▶ **Problem to work on**: Please restate exactly what appears in the records below from the first line to the line where "responses are decoded" is, that line included.
☆ ☆ ☆ ☆ ☆ ☆ ☆
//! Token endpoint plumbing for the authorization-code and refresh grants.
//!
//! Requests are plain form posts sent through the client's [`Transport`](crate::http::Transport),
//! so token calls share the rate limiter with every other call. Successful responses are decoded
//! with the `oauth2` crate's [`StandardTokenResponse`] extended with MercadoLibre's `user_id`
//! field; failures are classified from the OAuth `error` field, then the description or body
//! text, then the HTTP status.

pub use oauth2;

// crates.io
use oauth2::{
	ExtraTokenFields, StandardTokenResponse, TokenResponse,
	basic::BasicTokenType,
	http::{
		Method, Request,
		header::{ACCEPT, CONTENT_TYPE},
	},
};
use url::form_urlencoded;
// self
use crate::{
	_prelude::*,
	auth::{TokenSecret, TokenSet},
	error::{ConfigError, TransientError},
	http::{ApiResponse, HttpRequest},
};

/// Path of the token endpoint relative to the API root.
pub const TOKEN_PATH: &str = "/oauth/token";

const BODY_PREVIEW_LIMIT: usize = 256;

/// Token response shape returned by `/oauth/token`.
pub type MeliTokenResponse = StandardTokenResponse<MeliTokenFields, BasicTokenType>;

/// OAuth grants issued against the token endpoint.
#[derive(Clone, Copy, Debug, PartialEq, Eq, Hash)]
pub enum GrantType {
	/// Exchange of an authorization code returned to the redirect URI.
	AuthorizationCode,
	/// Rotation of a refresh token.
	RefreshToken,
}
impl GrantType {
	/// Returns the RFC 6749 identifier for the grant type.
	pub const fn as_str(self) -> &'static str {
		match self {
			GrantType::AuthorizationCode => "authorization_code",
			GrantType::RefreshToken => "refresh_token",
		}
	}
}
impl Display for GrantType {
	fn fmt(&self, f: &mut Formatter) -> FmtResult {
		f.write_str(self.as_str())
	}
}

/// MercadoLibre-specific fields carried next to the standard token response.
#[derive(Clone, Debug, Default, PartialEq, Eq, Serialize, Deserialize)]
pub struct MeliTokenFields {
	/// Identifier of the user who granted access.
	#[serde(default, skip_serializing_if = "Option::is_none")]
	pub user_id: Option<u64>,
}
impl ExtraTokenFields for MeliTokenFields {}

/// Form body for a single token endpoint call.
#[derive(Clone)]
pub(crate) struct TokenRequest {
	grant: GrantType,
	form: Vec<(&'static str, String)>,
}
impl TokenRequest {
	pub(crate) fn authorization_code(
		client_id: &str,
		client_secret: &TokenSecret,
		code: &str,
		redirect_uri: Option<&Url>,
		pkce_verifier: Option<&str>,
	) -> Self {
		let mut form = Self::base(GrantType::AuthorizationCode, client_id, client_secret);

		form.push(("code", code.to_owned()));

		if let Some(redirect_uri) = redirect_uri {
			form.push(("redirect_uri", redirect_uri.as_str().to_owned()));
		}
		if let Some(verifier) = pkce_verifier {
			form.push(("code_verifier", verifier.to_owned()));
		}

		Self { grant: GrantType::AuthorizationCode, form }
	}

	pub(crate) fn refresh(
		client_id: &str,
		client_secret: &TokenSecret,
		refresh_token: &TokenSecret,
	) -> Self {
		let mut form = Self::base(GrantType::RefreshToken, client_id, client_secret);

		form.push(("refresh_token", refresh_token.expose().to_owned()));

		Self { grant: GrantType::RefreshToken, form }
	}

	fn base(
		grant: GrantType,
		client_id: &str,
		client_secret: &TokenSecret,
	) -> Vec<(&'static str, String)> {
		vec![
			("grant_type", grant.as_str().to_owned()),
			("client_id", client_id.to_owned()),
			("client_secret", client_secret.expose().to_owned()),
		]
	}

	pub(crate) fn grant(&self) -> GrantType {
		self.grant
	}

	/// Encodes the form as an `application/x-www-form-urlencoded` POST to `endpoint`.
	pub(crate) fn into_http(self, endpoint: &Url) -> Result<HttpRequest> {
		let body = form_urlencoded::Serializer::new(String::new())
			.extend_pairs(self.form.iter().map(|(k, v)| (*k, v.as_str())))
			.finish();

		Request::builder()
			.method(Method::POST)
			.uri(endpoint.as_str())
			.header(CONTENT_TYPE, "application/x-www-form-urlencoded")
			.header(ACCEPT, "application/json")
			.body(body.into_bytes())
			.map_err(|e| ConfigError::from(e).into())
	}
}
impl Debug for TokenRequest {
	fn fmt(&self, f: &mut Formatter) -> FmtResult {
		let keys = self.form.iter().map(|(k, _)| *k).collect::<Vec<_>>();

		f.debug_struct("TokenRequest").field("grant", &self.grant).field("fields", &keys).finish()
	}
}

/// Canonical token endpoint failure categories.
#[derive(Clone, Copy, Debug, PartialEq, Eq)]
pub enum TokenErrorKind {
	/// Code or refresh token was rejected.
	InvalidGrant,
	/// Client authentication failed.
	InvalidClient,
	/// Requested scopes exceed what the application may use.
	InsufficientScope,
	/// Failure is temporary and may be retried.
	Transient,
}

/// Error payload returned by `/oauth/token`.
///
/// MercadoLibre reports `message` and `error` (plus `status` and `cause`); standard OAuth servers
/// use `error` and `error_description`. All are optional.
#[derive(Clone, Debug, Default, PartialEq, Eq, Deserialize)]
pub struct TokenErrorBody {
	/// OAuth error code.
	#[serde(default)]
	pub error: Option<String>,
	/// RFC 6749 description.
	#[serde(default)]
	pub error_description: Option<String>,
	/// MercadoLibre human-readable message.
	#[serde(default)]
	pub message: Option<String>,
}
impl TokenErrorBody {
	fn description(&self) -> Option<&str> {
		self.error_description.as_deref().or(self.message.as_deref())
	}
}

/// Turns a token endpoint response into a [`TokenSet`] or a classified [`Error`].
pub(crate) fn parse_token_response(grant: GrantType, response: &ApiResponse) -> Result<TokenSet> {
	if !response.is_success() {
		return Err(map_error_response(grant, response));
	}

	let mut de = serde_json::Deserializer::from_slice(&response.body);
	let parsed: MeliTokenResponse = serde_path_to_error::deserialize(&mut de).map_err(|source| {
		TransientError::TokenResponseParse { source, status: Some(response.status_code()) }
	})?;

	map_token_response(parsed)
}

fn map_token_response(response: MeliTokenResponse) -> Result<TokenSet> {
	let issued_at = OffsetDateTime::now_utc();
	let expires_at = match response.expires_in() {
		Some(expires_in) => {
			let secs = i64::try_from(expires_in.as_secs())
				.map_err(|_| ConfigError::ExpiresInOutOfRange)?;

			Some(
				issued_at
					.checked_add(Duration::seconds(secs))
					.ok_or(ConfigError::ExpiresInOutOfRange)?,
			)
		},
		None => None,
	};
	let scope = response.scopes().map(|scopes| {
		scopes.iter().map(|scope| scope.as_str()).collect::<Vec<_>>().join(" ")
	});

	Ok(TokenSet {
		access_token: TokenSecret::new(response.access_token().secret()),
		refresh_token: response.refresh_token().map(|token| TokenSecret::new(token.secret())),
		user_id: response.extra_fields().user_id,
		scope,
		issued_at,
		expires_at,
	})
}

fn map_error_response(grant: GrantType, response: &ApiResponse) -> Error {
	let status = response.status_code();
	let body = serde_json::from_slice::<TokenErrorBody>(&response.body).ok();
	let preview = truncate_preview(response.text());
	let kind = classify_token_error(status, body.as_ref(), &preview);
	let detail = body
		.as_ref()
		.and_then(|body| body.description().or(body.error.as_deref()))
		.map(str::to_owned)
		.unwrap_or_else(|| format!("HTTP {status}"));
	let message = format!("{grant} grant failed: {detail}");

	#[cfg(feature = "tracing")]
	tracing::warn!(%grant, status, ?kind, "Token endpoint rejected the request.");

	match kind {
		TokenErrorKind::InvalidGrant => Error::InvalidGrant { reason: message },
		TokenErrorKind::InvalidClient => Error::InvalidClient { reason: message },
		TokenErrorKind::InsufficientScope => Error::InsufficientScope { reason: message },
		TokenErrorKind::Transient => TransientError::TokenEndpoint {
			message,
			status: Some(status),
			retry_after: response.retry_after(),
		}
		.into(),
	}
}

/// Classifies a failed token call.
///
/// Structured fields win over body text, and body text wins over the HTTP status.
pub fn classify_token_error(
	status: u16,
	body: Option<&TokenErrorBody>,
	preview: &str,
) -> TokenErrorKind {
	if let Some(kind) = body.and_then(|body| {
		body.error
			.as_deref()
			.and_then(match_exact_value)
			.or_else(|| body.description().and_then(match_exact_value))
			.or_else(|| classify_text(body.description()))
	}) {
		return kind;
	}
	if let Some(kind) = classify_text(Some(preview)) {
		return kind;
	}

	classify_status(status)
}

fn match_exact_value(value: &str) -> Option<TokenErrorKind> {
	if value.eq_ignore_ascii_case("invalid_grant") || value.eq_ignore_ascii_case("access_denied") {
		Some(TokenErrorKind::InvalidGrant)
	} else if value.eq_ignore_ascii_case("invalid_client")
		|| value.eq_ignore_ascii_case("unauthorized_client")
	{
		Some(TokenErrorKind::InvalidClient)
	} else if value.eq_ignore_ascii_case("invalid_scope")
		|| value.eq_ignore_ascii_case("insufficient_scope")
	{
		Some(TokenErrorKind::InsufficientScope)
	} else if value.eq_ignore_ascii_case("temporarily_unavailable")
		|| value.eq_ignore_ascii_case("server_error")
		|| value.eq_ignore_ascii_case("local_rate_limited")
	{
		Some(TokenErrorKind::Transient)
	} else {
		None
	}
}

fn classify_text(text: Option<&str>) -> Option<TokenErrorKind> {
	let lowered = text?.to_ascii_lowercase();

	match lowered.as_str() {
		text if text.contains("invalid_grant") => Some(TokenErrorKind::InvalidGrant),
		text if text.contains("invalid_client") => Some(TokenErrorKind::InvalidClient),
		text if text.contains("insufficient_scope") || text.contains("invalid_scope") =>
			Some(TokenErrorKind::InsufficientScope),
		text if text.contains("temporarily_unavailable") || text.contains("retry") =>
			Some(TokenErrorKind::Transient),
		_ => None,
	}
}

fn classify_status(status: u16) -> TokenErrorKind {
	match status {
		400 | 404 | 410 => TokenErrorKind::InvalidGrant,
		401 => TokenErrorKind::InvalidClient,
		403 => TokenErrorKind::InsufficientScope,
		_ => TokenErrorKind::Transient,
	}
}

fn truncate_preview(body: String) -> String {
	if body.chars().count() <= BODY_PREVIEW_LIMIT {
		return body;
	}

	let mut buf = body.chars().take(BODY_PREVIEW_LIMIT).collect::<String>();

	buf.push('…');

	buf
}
☆ ☆ ☆ ☆ ☆ ☆ ☆
▶ **Task answer**:
//! Token endpoint plumbing for the authorization-code and refresh grants.
//!
//! Requests are plain form posts sent through the client's [`Transport`](crate::http::Transport),
//! so token calls share the rate limiter with every other call. Successful responses are decoded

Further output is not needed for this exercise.